**EXERCISE MATERIALS:**
________________

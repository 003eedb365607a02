use std::borrow::{Borrow, Cow};
use std::ffi::{CStr, CString};
use std::fmt;
use std::ops::Deref;
use std::os::raw::c_char;

/// A string parameter.
///
/// Medium-level functions with string parameters accept all kinds of strings which can be
/// converted into this type, most notably `&ReaperStr` and `&str`.
///
/// # Design
///
/// This is a wrapper around a `Cow<ReaperStr>`, where `ReaperStr` is essentially a `CStr` with
/// UTF-8 guarantee. The C++ interfaces expect C strings (`*const c_char`), fortunately UTF-8
/// encoded ones, so no character set conversion is necessary.
///
/// A conversion from a regular Rust string is not entirely without cost because we need to append
/// a zero byte (which demands a copy if a borrowed string is passed). If you have cheap access to a
/// C string, e.g. a `c_str!("...")` literal, pass that one directly.
//
// This type doesn't need to derive common traits because the consumer never interacts with it
// directly.
pub struct ReaperStringArg<'a>(Cow<'a, ReaperStr>);

impl<'a> ReaperStringArg<'a> {
    /// Returns a raw pointer to the string. Used by code in this crate only.
    pub(crate) fn as_ptr(&self) -> *const c_char {
        self.0.as_c_str().as_ptr()
    }

    /// Consumes this value and spits out the contained cow.
    pub fn into_inner(self) -> Cow<'a, ReaperStr> {
        self.0
    }
}

// Especially suited for passing strings returned by REAPER directly back into REAPER.
impl<'a> From<&'a ReaperStr> for ReaperStringArg<'a> {
    fn from(s: &'a ReaperStr) -> Self {
        ReaperStringArg(s.into())
    }
}

impl From<ReaperString> for ReaperStringArg<'static> {
    fn from(s: ReaperString) -> Self {
        ReaperStringArg(s.into())
    }
}

impl<'a> From<&'a str> for ReaperStringArg<'a> {
    fn from(s: &'a str) -> Self {
        ReaperStringArg(ReaperString::from_str_truncating(s).into())
    }
}

// Takes ownership so no copy needs to be made in order to convert this into a C string.
impl<'a> From<String> for ReaperStringArg<'a> {
    fn from(s: String) -> Self {
        ReaperStringArg(ReaperString::from_string_truncating(s).into())
    }
}

/// An owned string created by REAPER or passed to REAPER.
///
/// This is is essentially a `CString` with UTF-8 guarantee.
//
// It's important that this string is guaranteed to be UTF-8. We achieve that by trusting REAPER
// that it returns UTF-8 strings and by letting consumers create such strings via Rust strings only.
// So there must not be a safe public conversion from `CString` into `ReaperString`!
#[derive(Clone, Eq, PartialEq, Ord, PartialOrd, Hash, Debug, Default)]
pub struct ReaperString(CString);

impl ReaperString {
    /// Creates a REAPER string wrapping the given `CString`.
    ///
    /// # Safety
    ///
    /// You must ensure that the given `CString` is encoded in UTF-8.
    pub unsafe fn new_unchecked(inner: CString) -> ReaperString {
        ReaperString(inner)
    }

    // Rust strings can contain nul bytes. C consumers stop reading at the first one anyway, so we
    // cut the string there instead of failing.
    pub(crate) fn from_str_truncating(s: &str) -> ReaperString {
        Self::from_string_truncating(s.to_owned())
    }

    pub(crate) fn from_string_truncating(s: String) -> ReaperString {
        let mut bytes = s.into_bytes();
        if let Some(pos) = bytes.iter().position(|b| *b == 0) {
            bytes.truncate(pos);
        }
        // A nul byte is always a char boundary, so the rest is still valid UTF-8.
        ReaperString(CString::new(bytes).unwrap_or_default())
    }

    /// Copies a C string that was written into a buffer by REAPER.
    ///
    /// Bytes that are not valid UTF-8 are replaced.
    pub(crate) fn from_c_buffer(buffer: &[c_char]) -> ReaperString {
        let bytes: Vec<u8> = buffer
            .iter()
            .take_while(|c| **c != 0)
            .map(|c| *c as u8)
            .collect();
        Self::from_string_truncating(String::from_utf8_lossy(&bytes).into_owned())
    }

    /// Returns a raw pointer to the string. Used by code in this crate only.
    pub(crate) fn as_ptr(&self) -> *const c_char {
        self.0.as_ptr()
    }

    /// Consumes this value and spits out the contained C string.
    pub fn into_inner(self) -> CString {
        self.0
    }

    /// Converts to a slice.
    pub fn as_reaper_str(&self) -> &ReaperStr {
        self
    }

    /// Consumes this value and converts it to an owned Rust string.
    pub fn into_string(self) -> String {
        self.as_reaper_str().to_str().to_owned()
    }
}

// Necessary for `ToOwned` in other direction.
impl Borrow<ReaperStr> for ReaperString {
    fn borrow(&self) -> &ReaperStr {
        unsafe { ReaperStr::new(&self.0) }
    }
}

// Analogously to CString -> CStr.
impl Deref for ReaperString {
    type Target = ReaperStr;

    fn deref(&self) -> &Self::Target {
        unsafe { ReaperStr::new(&self.0) }
    }
}

impl<'a> From<ReaperString> for Cow<'a, ReaperStr> {
    fn from(value: ReaperString) -> Self {
        Cow::Owned(value)
    }
}

/// A borrowed string owned by REAPER.
///
/// See [`ReaperString`] for further details.
#[derive(Eq, PartialEq, Ord, PartialOrd, Hash, Debug)]
pub struct ReaperStr(CStr);

impl ReaperStr {
    // Don't make this public, it's unsafe because a CStr can be non-UTF-8!
    // This uses the same technique like `Path`.
    pub(crate) unsafe fn new(inner: &CStr) -> &ReaperStr {
        &*(inner as *const CStr as *const ReaperStr)
    }

    /// Wraps a raw C string with a safe REAPER string wrapper.
    ///
    /// # Safety
    ///
    /// You must ensure that the given pointer refers to a valid UTF-8 encoded C string which lives
    /// at least for `'a`.
    pub unsafe fn from_ptr<'a>(ptr: *const c_char) -> &'a ReaperStr {
        ReaperStr::new(CStr::from_ptr(ptr))
    }

    /// Returns a raw pointer to the string.
    pub fn as_ptr(&self) -> *const c_char {
        self.0.as_ptr()
    }

    /// Converts a `ReaperStr` to an owned [`ReaperString`].
    pub fn to_reaper_string(&self) -> ReaperString {
        ReaperString(self.0.to_owned())
    }

    /// Yields the underlying `&CStr`.
    pub fn as_c_str(&self) -> &CStr {
        &self.0
    }

    /// Converts this value to a Rust string slice.
    ///
    /// If REAPER broke the UTF-8 promise, this returns the valid prefix only.
    pub fn to_str(&self) -> &str {
        let bytes = self.0.to_bytes();
        match std::str::from_utf8(bytes) {
            Ok(s) => s,
            Err(e) => std::str::from_utf8(&bytes[..e.valid_up_to()]).unwrap_or_default(),
        }
    }
}

// With this we can just write `to_string()` on a borrowed REAPER string as we are used to in Rust.
impl fmt::Display for ReaperStr {
    fn fmt(&self, f: &mut fmt::Formatter) -> fmt::Result {
        f.write_str(self.to_str())
    }
}

impl Default for &ReaperStr {
    fn default() -> Self {
        unsafe { ReaperStr::new(Default::default()) }
    }
}

impl ToOwned for ReaperStr {
    type Owned = ReaperString;

    fn to_owned(&self) -> ReaperString {
        self.to_reaper_string()
    }
}

impl<'a> From<&'a ReaperStr> for Cow<'a, ReaperStr> {
    fn from(value: &'a ReaperStr) -> Self {
        Cow::Borrowed(value)
    }
}

#[cfg(test)]
mod tests {
    use super::*;
    use c_str_macro::c_str;

    #[test]
    fn interior_nul_cuts_string() {
        let arg: ReaperStringArg = "abc\0def".into();
        assert_eq!(arg.into_inner().to_str(), "abc");
    }

    #[test]
    fn invalid_utf8_yields_valid_prefix() {
        let s = unsafe { ReaperStr::new(c_str!("ok\u{e9}")) };
        assert_eq!(s.to_str(), "ok\u{e9}");
        let raw: &[u8] = b"ok\xff\xfe\0";
        let cstr = CStr::from_bytes_with_nul(raw).unwrap();
        let s = unsafe { ReaperStr::new(cstr) };
        assert_eq!(s.to_str(), "ok");
    }

    #[test]
    fn from_c_buffer_stops_at_nul() {
        let buffer: Vec<c_char> = b"<SOURCE\0garbage".iter().map(|b| *b as c_char).collect();
        assert_eq!(ReaperString::from_c_buffer(&buffer).into_string(), "<SOURCE");
    }
}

________________

**WHAT YOU HAVE TO DO:** Please give an exact copy of the lines above, beginning with the line containing "pub(crate) fn from_string_truncating(s: String)" and running through the line containing "fn deref(&self) ->", and of no other lines.

**TASK RESULT:**
    pub(crate) fn from_string_truncating(s: String) -> ReaperString {
        let mut bytes = s.into_bytes();
        if let Some(pos) = bytes.iter().position(|b| *b == 0) {
            bytes.truncate(pos);
        }
        // A nul byte is always a char boundary, so the rest is still valid UTF-8.
        ReaperString(CString::new(bytes).unwrap_or_default())
    }

    /// Copies a C string that was written into a buffer by REAPER.
    ///
    /// Bytes that are not valid UTF-8 are replaced.
    pub(crate) fn from_c_buffer(buffer: &[c_char]) -> ReaperString {
        let bytes: Vec<u8> = buffer
            .iter()
            .take_while(|c| **c != 0)
            .map(|c| *c as u8)
            .collect();
        Self::from_string_truncating(String::from_utf8_lossy(&bytes).into_owned())
    }

    /// Returns a raw pointer to the string. Used by code in this crate only.
    pub(crate) fn as_ptr(&self) -> *const c_char {
        self.0.as_ptr()
    }

    /// Consumes this value and spits out the contained C string.
    pub fn into_inner(self) -> CString {
        self.0
    }

    /// Converts to a slice.
    pub fn as_reaper_str(&self) -> &ReaperStr {
        self
    }

    /// Consumes this value and converts it to an owned Rust string.
    pub fn into_string(self) -> String {
        self.as_reaper_str().to_str().to_owned()
    }
}

// Necessary for `ToOwned` in other direction.
impl Borrow<ReaperStr> for ReaperString {
    fn borrow(&self) -> &ReaperStr {
        unsafe { ReaperStr::new(&self.0) }
    }
}

// Analogously to CString -> CStr.
impl Deref for ReaperString {
    type Target = ReaperStr;

    fn deref(&self) -> &Self::Target {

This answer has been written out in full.